When, in my fatigue and weariness, I am tempted to become passive and uninvolved in my parenting:
“You tend not to initiate conversations when you feel:
Tired from a long day.
Clumsy because you never seem to know what to say.
Intimidated by the topic.
Consumed with things that have to get done.
Impotent to solve problems or make them go away.
Preoccupied by something else that you find more interesting.
Criticized whenever you don’t say what someone else wants to hear.
Scared that others will shut down if they think you’re being nosy.
Apprehensive because past conversations ended badly.
Exposed by the foolish or angry things that you might say.
Threatened by someone else’s potential reaction.
Unwanted by the person you’re trying to engage.
… there are so many variations on the common themes of self-protection and self-absorption that keep us from starting helpful conversations with our children. The end result, however, is the same: by not talking with your kids you’re setting them up to believe things about the world that aren’t true.”

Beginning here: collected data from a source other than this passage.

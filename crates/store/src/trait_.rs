//! Store trait abstractions.

use async_trait::async_trait;
use pathway_core::{
    CourseId, CourseSequence, EnrollmentId, EnrollmentRecord, LearningPathId, ProgressId,
    ProgressRecord, ProgressStatus, TalentId,
};

/// Error type for store operations.
pub type Result<T> = std::result::Result<T, StoreError>;

/// Errors that can occur during store operations.
#[derive(Debug, thiserror::Error)]
pub enum StoreError {
    /// I/O error
    #[error("I/O error: {0}")]
    Io(#[from] std::io::Error),

    /// Serialization/deserialization error
    #[error("JSON error: {0}")]
    Json(#[from] serde_json::Error),

    /// A record already exists for the pair
    #[error("Conflict: {0}")]
    Conflict(String),

    /// Item not found
    #[error("Not found: {0}")]
    NotFound(String),

    /// Other error
    #[error("{0}")]
    Other(String),
}

/// Persistence contract for per-(talent, course) progress records.
///
/// Implementations must uphold the unique-pair invariant: at most one
/// record per (talent, course), even when concurrent callers race on the
/// first access to a pair.
#[async_trait]
pub trait ProgressStore: Send + Sync {
    /// Return the record for the pair, creating a `NotStarted` one when
    /// none exists yet.
    ///
    /// Create-or-fetch, not create-then-fail: concurrent first access for
    /// the same pair leaves exactly one record behind.
    async fn get_or_create(
        &self,
        talent_id: TalentId,
        course_id: CourseId,
    ) -> Result<ProgressRecord>;

    /// Look up the record for a pair without creating one.
    async fn find(&self, talent_id: TalentId, course_id: CourseId)
        -> Result<Option<ProgressRecord>>;

    /// Load a record by id.
    async fn load(&self, id: ProgressId) -> Result<Option<ProgressRecord>>;

    /// Transition the record into `Completed`, stamping `completed_at`.
    ///
    /// Succeeds without change when the record is already `Completed`.
    async fn set_completed(&self, id: ProgressId) -> Result<ProgressRecord>;

    /// Apply a status write from the course-update flow.
    ///
    /// Writes into `Completed` behave exactly like
    /// [`ProgressStore::set_completed`]; callers making that transition are
    /// expected to go through the engine so the completion cascade runs.
    async fn set_status(&self, id: ProgressId, status: ProgressStatus) -> Result<ProgressRecord>;

    /// Delete the record for a pair. Succeeds whether or not one existed.
    ///
    /// The engine never calls this; it exists for the course-update flow.
    async fn delete(&self, talent_id: TalentId, course_id: CourseId) -> Result<()>;
}

/// Persistence contract for per-(talent, learning path) enrollments.
#[async_trait]
pub trait EnrollmentStore: Send + Sync {
    /// Look up the enrollment for a pair.
    async fn find(
        &self,
        talent_id: TalentId,
        learning_path_id: LearningPathId,
    ) -> Result<Option<EnrollmentRecord>>;

    /// Create an enrollment pointing at the given progress record.
    ///
    /// Fails with [`StoreError::Conflict`] when the pair already has one.
    async fn create(
        &self,
        talent_id: TalentId,
        learning_path_id: LearningPathId,
        current_progress_id: ProgressId,
    ) -> Result<EnrollmentRecord>;

    /// Delete the enrollment for a pair. Succeeds whether or not one
    /// existed.
    async fn delete(&self, talent_id: TalentId, learning_path_id: LearningPathId) -> Result<()>;

    /// Every enrollment, across all talents and paths, whose current
    /// pointer equals the given progress record.
    ///
    /// Used only by the completion cascade.
    async fn find_all_pointing_at(
        &self,
        progress_id: ProgressId,
    ) -> Result<Vec<EnrollmentRecord>>;

    /// Move an enrollment's current pointer to another progress record.
    async fn update_current(
        &self,
        enrollment_id: EnrollmentId,
        progress_id: ProgressId,
    ) -> Result<EnrollmentRecord>;
}

/// Lookup for a learning path's course sequence.
///
/// The sequence is owned by the learning-path layer; the engine only reads
/// it, once per enrollment per resolution.
#[async_trait]
pub trait SequenceSource: Send + Sync {
    /// The current sequence of the given learning path.
    async fn sequence(&self, learning_path_id: LearningPathId) -> Result<CourseSequence>;
}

When, in my fatigue and weariness, I wish parenthood felt easier:
“. . . Don’t wish those moments away. Don’t sigh or frown or look surprised when they come up. Don’t long for low-maintenance kids who never need you to step in and say anything. Stop wishing you were raising Pharisees—kids who look good on the outside but are in deep trouble inside. Jesus did not purchase you with his blood so that you could waste your time wishing you had an easy life—a life of being utterly useless to the people around you. He purchased you with his blood so that you could be a priest who deals gently with people who are ignorant and going astray.”

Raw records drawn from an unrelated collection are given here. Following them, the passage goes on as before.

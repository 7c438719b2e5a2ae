//! Progression service.

use std::sync::Arc;

use async_trait::async_trait;
use pathway_core::{
    CourseId, CourseSequence, EnrollmentRecord, LearningPathId, ProgressId, ProgressRecord,
    TalentId,
};
use pathway_store::{EnrollmentStore, ProgressStore, Result, SequenceSource, StoreError};
use tracing::{debug, info, warn};

use crate::cascade::{CascadeFailure, CascadeReport, ReassignCurrent};

/// Progression service exposed to the course/path management layer.
#[async_trait]
pub trait ProgressionEngine: Send + Sync {
    /// Enroll a talent into a learning path.
    ///
    /// Resolves the talent's starting course within the given sequence and
    /// creates the enrollment pointing at it. Fails with
    /// [`StoreError::Conflict`] when the talent is already enrolled.
    async fn enroll(
        &self,
        learning_path_id: LearningPathId,
        sequence: &CourseSequence,
        talent_id: TalentId,
    ) -> Result<EnrollmentRecord>;

    /// Remove a talent's enrollment.
    ///
    /// Succeeds whether or not an enrollment existed. Progress records are
    /// left untouched, so re-enrolling later resumes from them.
    async fn unenroll(&self, learning_path_id: LearningPathId, talent_id: TalentId) -> Result<()>;

    /// React to a progress record reaching `Completed`.
    ///
    /// Called by the course-update flow exactly once per transition into
    /// `Completed`. Marks the record completed, then re-resolves the
    /// current pointer of every enrollment that was pointing at it, each
    /// against its own path's sequence.
    async fn on_course_completed(
        &self,
        progress_id: ProgressId,
        course_id: CourseId,
    ) -> Result<CascadeReport>;

    /// Read one enrollment together with its current progress record.
    async fn enrollment_snapshot(
        &self,
        talent_id: TalentId,
        learning_path_id: LearningPathId,
    ) -> Result<EnrollmentSnapshot>;
}

/// An enrollment paired with its current progress record, for presentation.
#[derive(Debug, Clone)]
pub struct EnrollmentSnapshot {
    /// The enrollment
    pub enrollment: EnrollmentRecord,

    /// The progress record the enrollment currently points at
    pub current_progress: ProgressRecord,
}

/// Basic progression engine implementation.
pub struct BasicProgressionEngine<P, E, S> {
    progress: Arc<P>,
    enrollments: Arc<E>,
    sequences: Arc<S>,
}

impl<P, E, S> BasicProgressionEngine<P, E, S>
where
    P: ProgressStore + 'static,
    E: EnrollmentStore + 'static,
    S: SequenceSource + 'static,
{
    /// Create a new engine over the given stores.
    pub fn new(progress: Arc<P>, enrollments: Arc<E>, sequences: Arc<S>) -> Self {
        Self {
            progress,
            enrollments,
            sequences,
        }
    }

    /// Resolve which course is available next for a talent within a
    /// sequence.
    ///
    /// Two-phase scan:
    /// 1. With `skip_until` set, scanning starts immediately after that
    ///    course. When the course is no longer a member of the sequence,
    ///    nothing is visited and no candidate is returned.
    /// 2. Walking forward, each visited course's progress record is
    ///    created on first touch. The first non-completed record ends the
    ///    scan; no records are created past it. When every visited record
    ///    is completed the last one is the candidate, representing a
    ///    talent that has finished the path.
    pub async fn resolve_available_course(
        &self,
        sequence: &CourseSequence,
        talent_id: TalentId,
        skip_until: Option<CourseId>,
    ) -> Result<Option<ProgressRecord>> {
        let tail = match skip_until {
            None => sequence.courses(),
            Some(target) => match sequence.tail_after(target) {
                Some(tail) => tail,
                None => {
                    debug!(
                        "course {} is no longer part of the sequence, nothing to resolve",
                        target
                    );
                    return Ok(None);
                }
            },
        };

        let mut last_visited = None;
        for &course_id in tail {
            let record = self.progress.get_or_create(talent_id, course_id).await?;
            if !record.status.is_completed() {
                return Ok(Some(record));
            }
            last_visited = Some(record);
        }
        Ok(last_visited)
    }

    async fn apply_reassign(
        &self,
        command: &ReassignCurrent,
        completed_course: CourseId,
    ) -> Result<Option<ProgressRecord>> {
        let sequence = self.sequences.sequence(command.learning_path_id).await?;
        let next = self
            .resolve_available_course(&sequence, command.talent_id, Some(completed_course))
            .await?;

        match next {
            Some(record) => {
                self.enrollments
                    .update_current(command.enrollment_id, record.id)
                    .await?;
                Ok(Some(record))
            }
            None => Ok(None),
        }
    }
}

#[async_trait]
impl<P, E, S> ProgressionEngine for BasicProgressionEngine<P, E, S>
where
    P: ProgressStore + 'static,
    E: EnrollmentStore + 'static,
    S: SequenceSource + 'static,
{
    async fn enroll(
        &self,
        learning_path_id: LearningPathId,
        sequence: &CourseSequence,
        talent_id: TalentId,
    ) -> Result<EnrollmentRecord> {
        if self
            .enrollments
            .find(talent_id, learning_path_id)
            .await?
            .is_some()
        {
            return Err(StoreError::Conflict(format!(
                "talent {} is already enrolled in learning path {}",
                talent_id, learning_path_id
            )));
        }

        // A sequence holds at least one course, so the unskipped scan
        // always visits a record.
        let current = match self
            .resolve_available_course(sequence, talent_id, None)
            .await?
        {
            Some(record) => record,
            None => unreachable!("course sequences are non-empty"),
        };

        let enrollment = self
            .enrollments
            .create(talent_id, learning_path_id, current.id)
            .await?;
        info!(
            "enrolled talent {} in learning path {} starting at course {}",
            talent_id, learning_path_id, current.course_id
        );
        Ok(enrollment)
    }

    async fn unenroll(&self, learning_path_id: LearningPathId, talent_id: TalentId) -> Result<()> {
        self.enrollments.delete(talent_id, learning_path_id).await?;
        info!(
            "unenrolled talent {} from learning path {}",
            talent_id, learning_path_id
        );
        Ok(())
    }

    async fn on_course_completed(
        &self,
        progress_id: ProgressId,
        course_id: CourseId,
    ) -> Result<CascadeReport> {
        self.progress.set_completed(progress_id).await?;

        let affected = self.enrollments.find_all_pointing_at(progress_id).await?;
        let commands: Vec<ReassignCurrent> = affected
            .iter()
            .map(|e| ReassignCurrent {
                enrollment_id: e.id,
                talent_id: e.talent_id,
                learning_path_id: e.learning_path_id,
            })
            .collect();
        debug!(
            "completion of progress {} fans out to {} enrollment(s)",
            progress_id,
            commands.len()
        );

        let mut report = CascadeReport::new(progress_id, course_id);
        for command in &commands {
            match self.apply_reassign(command, course_id).await {
                Ok(Some(next)) => {
                    debug!(
                        "enrollment {} advanced to course {}",
                        command.enrollment_id, next.course_id
                    );
                    report.reassigned.push(command.enrollment_id);
                }
                Ok(None) => report.unchanged.push(command.enrollment_id),
                Err(error) => {
                    warn!(
                        "failed to advance enrollment {}: {}",
                        command.enrollment_id, error
                    );
                    report.failures.push(CascadeFailure {
                        enrollment_id: command.enrollment_id,
                        error,
                    });
                }
            }
        }

        info!(
            "course {} completed: {} enrollment(s) advanced, {} unchanged, {} failed",
            course_id,
            report.reassigned.len(),
            report.unchanged.len(),
            report.failures.len()
        );
        Ok(report)
    }

    async fn enrollment_snapshot(
        &self,
        talent_id: TalentId,
        learning_path_id: LearningPathId,
    ) -> Result<EnrollmentSnapshot> {
        let enrollment = self
            .enrollments
            .find(talent_id, learning_path_id)
            .await?
            .ok_or_else(|| {
                StoreError::NotFound(format!(
                    "enrollment for talent {} in learning path {}",
                    talent_id, learning_path_id
                ))
            })?;
        let current_progress = self
            .progress
            .load(enrollment.current_progress_id)
            .await?
            .ok_or_else(|| {
                StoreError::NotFound(format!(
                    "progress record {}",
                    enrollment.current_progress_id
                ))
            })?;
        Ok(EnrollmentSnapshot {
            enrollment,
            current_progress,
        })
    }
}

When the snowy landscape of adolescence blinds me from the transforming life that thrives beneath it:
“…I need to be tuned in to what my children are working on in their lives, and that can be difficult for me. I find that I assume too often that they’re not working on anything. Or I get upset because I see them doing a million irritating things that I think they should have corrected long ago. That mindset isn’t helpful as it only serves to supercharge my critical nature.

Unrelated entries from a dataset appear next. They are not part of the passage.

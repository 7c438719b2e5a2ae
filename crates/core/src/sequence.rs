//! Ordered course sequences.

use std::collections::HashSet;

use serde::{Deserialize, Serialize};

use crate::id::CourseId;

/// Errors building a course sequence.
#[derive(Debug, Clone, Copy, PartialEq, Eq, thiserror::Error)]
pub enum SequenceError {
    /// The deduplicated input contained no courses.
    #[error("sequence must contain at least one course")]
    Empty,
}

/// Ordered, duplicate-free list of courses belonging to one learning path.
///
/// Built once when a learning path is created or edited, and read-only to
/// the progression engine afterwards. [`CourseSequence::normalize`] is the
/// only constructor, so every value of this type holds at least one course.
#[derive(Debug, Clone, PartialEq, Eq, Serialize, Deserialize)]
pub struct CourseSequence {
    courses: Vec<CourseId>,
}

impl CourseSequence {
    /// Build a sequence from an ordered list of course ids.
    ///
    /// Duplicates are dropped keeping the first occurrence; relative order
    /// is preserved. Fails with [`SequenceError::Empty`] when the
    /// deduplicated result is empty.
    pub fn normalize<I>(course_ids: I) -> Result<Self, SequenceError>
    where
        I: IntoIterator<Item = CourseId>,
    {
        let mut seen = HashSet::new();
        let courses: Vec<CourseId> = course_ids
            .into_iter()
            .filter(|id| seen.insert(*id))
            .collect();

        if courses.is_empty() {
            return Err(SequenceError::Empty);
        }
        Ok(Self { courses })
    }

    /// Courses in path order.
    pub fn courses(&self) -> &[CourseId] {
        &self.courses
    }

    /// Number of courses in the sequence (always at least one).
    pub fn len(&self) -> usize {
        self.courses.len()
    }

    /// Whether the course is a member of this sequence.
    pub fn contains(&self, course_id: CourseId) -> bool {
        self.courses.contains(&course_id)
    }

    /// Index of the course within the sequence.
    pub fn position(&self, course_id: CourseId) -> Option<usize> {
        self.courses.iter().position(|c| *c == course_id)
    }

    /// The courses strictly after `course_id`.
    ///
    /// Returns `None` when the course is not a member of the sequence; the
    /// slice is empty when it is the final course.
    pub fn tail_after(&self, course_id: CourseId) -> Option<&[CourseId]> {
        self.position(course_id).map(|idx| &self.courses[idx + 1..])
    }
}

#[cfg(test)]
mod tests {
    use super::*;

    #[test]
    fn normalize_dedups_keeping_first_occurrence() {
        let a = CourseId::new();
        let b = CourseId::new();

        let sequence = CourseSequence::normalize([b, a, a]).unwrap();
        assert_eq!(sequence.courses(), &[b, a]);
    }

    #[test]
    fn normalize_preserves_relative_order() {
        let a = CourseId::new();
        let b = CourseId::new();
        let c = CourseId::new();

        let sequence = CourseSequence::normalize([c, a, b, a, c]).unwrap();
        assert_eq!(sequence.courses(), &[c, a, b]);
        assert_eq!(sequence.len(), 3);
    }

    #[test]
    fn normalize_rejects_empty_input() {
        let result = CourseSequence::normalize([]);
        assert_eq!(result.unwrap_err(), SequenceError::Empty);
    }

    #[test]
    fn tail_after_returns_remaining_courses() {
        let a = CourseId::new();
        let b = CourseId::new();
        let c = CourseId::new();
        let sequence = CourseSequence::normalize([a, b, c]).unwrap();

        assert_eq!(sequence.tail_after(a).unwrap(), &[b, c]);
        assert_eq!(sequence.tail_after(b).unwrap(), &[c]);
    }

    #[test]
    fn tail_after_final_course_is_empty() {
        let a = CourseId::new();
        let b = CourseId::new();
        let sequence = CourseSequence::normalize([a, b]).unwrap();

        assert!(sequence.tail_after(b).unwrap().is_empty());
    }

    #[test]
    fn tail_after_missing_course_is_none() {
        let a = CourseId::new();
        let sequence = CourseSequence::normalize([a]).unwrap();

        assert!(sequence.tail_after(CourseId::new()).is_none());
    }

    #[test]
    fn position_and_contains() {
        let a = CourseId::new();
        let b = CourseId::new();
        let sequence = CourseSequence::normalize([a, b]).unwrap();

        assert_eq!(sequence.position(b), Some(1));
        assert!(sequence.contains(a));
        assert!(!sequence.contains(CourseId::new()));
    }
}
//! Enumeration types carried in backend responses.
//!
//! Both enums deserialize unrecognized strings into an `Unknown` variant
//! instead of failing, so a backend that grows a new value never turns a
//! whole snapshot into a decode error. Fields holding them go through
//! [`lenient`], which extends that to `null` and non-string values.

use serde::de::IgnoredAny;
use serde::{Deserialize, Deserializer, Serialize};

/// Direction of the recent collapse success rate.
#[derive(Debug, Clone, Copy, PartialEq, Eq, Hash, Default, Serialize, Deserialize)]
#[serde(rename_all = "lowercase")]
pub enum Trend {
    /// Success rate is rising.
    Improving,
    /// Success rate is falling.
    Declining,
    /// No significant movement.
    Stable,
    /// Not enough data, or a value this build does not know.
    #[default]
    #[serde(other)]
    Unknown,
}

impl Trend {
    /// Lowercase wire name of the trend.
    pub const fn as_str(self) -> &'static str {
        match self {
            Self::Improving => "improving",
            Self::Declining => "declining",
            Self::Stable => "stable",
            Self::Unknown => "unknown",
        }
    }
}

/// Outcome of a single recorded collapse.
#[derive(Debug, Clone, Copy, PartialEq, Eq, Hash, Default, Serialize, Deserialize)]
#[serde(rename_all = "lowercase")]
pub enum CollapseResult {
    /// The collapse resolved as expected.
    Success,
    /// The collapse failed.
    Fail,
    /// Outcome not recorded.
    #[default]
    #[serde(other)]
    Unknown,
}

impl CollapseResult {
    /// Lowercase wire name of the result.
    pub const fn as_str(self) -> &'static str {
        match self {
            Self::Success => "success",
            Self::Fail => "fail",
            Self::Unknown => "unknown",
        }
    }

    /// Whether the collapse succeeded.
    pub const fn is_success(self) -> bool {
        matches!(self, Self::Success)
    }
}

/// Either a decodable value or anything else.
#[derive(Deserialize)]
#[serde(untagged)]
enum OrAnything<T> {
    Known(T),
    Other(IgnoredAny),
}

/// Deserialize `T`, falling back to `T::default()` for any JSON value that
/// does not decode as `T`, including `null`, numbers and objects.
///
/// Use with `#[serde(default, deserialize_with = "lenient")]`.
pub fn lenient<'de, D, T>(deserializer: D) -> Result<T, D::Error>
where
    D: Deserializer<'de>,
    T: Deserialize<'de> + Default,
{
    Ok(match OrAnything::deserialize(deserializer)? {
        OrAnything::Known(value) => value,
        OrAnything::Other(IgnoredAny) => T::default(),
    })
}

I find it sobering in those moments to stop and realize that there are still, conservatively speaking, probably several million things that God needs to work out in my life. Oddly enough, he seems to focus me on only one or two of them at a time…
That means it’s vital for your ministry of encouragement to be keyed into looking for what God is doing in the lives of your children… Look hard. Where do you see him softening your children’s consciences? Convicting them of sin?... the process by which someone matures is just as important as the end result because the process leads to the result.”
All of my children have, at one time or another, asked me—if I could have any superpower, what would I want. I give them the same “boring, Mom” answer every time: to be able to remember everything I read. These entries are one way to help me remember the wisdom I have read and to bless others with spiritual wisdom on parenting. I look forward to sharing more.




Thank you for taking the time (again) to mine through volumes of books and sharing the lodes of wisdom you have found. These words of hope and rebuke could not have come at a timelier moment.